_SOURCE DATA_.
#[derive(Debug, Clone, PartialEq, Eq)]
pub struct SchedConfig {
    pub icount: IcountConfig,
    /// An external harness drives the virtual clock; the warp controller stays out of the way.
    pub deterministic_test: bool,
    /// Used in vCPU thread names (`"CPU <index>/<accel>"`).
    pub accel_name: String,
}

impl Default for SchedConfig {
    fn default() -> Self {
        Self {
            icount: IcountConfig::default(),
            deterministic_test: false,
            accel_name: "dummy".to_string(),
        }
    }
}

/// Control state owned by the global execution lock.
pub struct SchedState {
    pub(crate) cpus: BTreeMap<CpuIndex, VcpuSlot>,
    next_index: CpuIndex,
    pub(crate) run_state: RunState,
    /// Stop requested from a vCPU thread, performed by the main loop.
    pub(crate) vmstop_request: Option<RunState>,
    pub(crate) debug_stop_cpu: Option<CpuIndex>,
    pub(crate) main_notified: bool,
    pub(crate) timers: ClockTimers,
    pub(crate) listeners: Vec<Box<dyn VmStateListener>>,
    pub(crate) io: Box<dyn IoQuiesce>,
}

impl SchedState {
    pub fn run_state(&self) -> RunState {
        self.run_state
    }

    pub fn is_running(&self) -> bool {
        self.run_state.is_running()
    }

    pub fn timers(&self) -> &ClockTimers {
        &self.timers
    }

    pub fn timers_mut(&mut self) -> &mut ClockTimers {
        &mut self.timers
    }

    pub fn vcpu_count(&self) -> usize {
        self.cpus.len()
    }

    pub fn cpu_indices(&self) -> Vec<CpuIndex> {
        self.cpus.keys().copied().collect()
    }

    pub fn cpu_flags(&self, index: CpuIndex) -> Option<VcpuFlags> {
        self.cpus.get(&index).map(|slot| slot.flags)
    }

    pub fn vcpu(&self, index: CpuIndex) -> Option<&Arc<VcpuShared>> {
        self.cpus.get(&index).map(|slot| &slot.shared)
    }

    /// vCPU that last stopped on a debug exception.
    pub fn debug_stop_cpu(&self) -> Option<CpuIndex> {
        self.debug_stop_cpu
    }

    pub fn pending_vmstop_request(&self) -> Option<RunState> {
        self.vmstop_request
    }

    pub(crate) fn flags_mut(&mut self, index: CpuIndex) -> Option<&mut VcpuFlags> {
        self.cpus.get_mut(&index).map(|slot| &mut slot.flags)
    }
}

...

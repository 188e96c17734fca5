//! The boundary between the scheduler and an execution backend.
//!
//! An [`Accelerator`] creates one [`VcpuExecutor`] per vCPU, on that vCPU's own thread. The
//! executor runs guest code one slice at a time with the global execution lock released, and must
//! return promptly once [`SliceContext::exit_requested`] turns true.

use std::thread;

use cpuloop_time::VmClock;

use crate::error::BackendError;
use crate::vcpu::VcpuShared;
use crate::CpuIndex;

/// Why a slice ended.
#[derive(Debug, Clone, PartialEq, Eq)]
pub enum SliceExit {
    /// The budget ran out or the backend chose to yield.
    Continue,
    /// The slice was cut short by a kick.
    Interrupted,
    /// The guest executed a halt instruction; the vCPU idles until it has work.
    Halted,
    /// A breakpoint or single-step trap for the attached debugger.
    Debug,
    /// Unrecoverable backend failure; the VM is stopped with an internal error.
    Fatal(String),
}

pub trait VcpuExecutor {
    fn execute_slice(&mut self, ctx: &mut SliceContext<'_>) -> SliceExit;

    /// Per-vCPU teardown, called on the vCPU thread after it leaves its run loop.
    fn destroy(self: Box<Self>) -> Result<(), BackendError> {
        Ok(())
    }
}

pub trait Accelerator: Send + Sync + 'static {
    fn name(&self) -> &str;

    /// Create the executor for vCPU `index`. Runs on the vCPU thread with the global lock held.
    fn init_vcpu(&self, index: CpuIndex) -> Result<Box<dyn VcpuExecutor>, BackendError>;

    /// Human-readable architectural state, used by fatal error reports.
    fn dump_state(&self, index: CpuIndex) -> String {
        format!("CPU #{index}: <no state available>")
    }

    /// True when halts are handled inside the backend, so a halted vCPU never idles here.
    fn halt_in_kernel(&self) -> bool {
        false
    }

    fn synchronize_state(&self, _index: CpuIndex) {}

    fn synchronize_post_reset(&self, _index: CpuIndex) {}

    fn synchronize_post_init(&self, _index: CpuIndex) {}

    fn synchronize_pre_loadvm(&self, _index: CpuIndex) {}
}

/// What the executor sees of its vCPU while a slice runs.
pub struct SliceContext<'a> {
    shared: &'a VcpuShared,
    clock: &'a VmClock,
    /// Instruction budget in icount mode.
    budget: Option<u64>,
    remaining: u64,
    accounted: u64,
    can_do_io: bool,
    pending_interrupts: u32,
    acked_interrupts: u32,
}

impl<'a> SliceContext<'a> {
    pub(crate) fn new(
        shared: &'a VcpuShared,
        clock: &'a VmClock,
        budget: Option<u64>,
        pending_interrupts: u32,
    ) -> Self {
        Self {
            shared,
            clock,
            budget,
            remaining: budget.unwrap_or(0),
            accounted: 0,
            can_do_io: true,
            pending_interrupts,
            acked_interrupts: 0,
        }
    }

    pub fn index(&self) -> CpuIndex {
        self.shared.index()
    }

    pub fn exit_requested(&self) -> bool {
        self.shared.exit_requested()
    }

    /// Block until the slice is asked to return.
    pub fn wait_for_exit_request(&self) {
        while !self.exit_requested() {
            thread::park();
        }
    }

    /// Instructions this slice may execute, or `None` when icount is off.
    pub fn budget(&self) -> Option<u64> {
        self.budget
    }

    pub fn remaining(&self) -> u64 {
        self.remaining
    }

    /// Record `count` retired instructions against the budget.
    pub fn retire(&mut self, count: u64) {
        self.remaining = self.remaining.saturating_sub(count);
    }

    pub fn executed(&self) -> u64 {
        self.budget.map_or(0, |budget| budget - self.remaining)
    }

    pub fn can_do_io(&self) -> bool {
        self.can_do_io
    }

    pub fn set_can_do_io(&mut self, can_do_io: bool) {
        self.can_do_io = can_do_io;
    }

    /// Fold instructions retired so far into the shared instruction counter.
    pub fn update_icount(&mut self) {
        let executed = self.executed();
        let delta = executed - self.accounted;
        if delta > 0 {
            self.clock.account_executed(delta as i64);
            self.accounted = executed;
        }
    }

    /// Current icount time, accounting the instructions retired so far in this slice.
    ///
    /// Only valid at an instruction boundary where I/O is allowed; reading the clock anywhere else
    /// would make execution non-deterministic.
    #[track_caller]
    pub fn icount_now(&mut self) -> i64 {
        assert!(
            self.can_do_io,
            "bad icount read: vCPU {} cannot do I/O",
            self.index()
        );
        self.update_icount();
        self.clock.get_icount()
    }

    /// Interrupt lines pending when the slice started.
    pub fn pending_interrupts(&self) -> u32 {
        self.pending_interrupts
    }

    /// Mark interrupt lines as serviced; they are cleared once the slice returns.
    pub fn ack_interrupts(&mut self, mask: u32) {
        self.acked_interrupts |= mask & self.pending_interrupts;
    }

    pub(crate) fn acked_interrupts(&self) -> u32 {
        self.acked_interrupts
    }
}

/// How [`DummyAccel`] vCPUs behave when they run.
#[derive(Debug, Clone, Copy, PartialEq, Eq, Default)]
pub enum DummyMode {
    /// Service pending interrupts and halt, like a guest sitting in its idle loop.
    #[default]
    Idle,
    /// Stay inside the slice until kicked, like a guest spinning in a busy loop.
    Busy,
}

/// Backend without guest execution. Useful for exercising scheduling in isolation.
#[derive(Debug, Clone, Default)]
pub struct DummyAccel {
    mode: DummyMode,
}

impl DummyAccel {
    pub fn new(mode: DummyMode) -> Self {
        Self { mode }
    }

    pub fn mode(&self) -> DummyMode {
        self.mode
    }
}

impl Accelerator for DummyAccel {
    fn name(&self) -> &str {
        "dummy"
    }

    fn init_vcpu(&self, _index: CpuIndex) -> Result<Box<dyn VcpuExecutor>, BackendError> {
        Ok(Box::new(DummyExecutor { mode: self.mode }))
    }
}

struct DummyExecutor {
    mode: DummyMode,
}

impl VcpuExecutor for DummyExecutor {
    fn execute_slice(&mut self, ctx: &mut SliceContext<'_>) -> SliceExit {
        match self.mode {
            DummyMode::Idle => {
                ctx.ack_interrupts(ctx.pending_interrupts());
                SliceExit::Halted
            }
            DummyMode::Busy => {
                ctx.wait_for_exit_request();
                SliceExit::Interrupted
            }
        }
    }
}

_PROBLEM REQUIREMENTS_. Pull out every line of the entries that includes the word "delta".

_YOUR SOLUTION_.
        let delta = executed - self.accounted;
        if delta > 0 {
            self.clock.account_executed(delta as i64);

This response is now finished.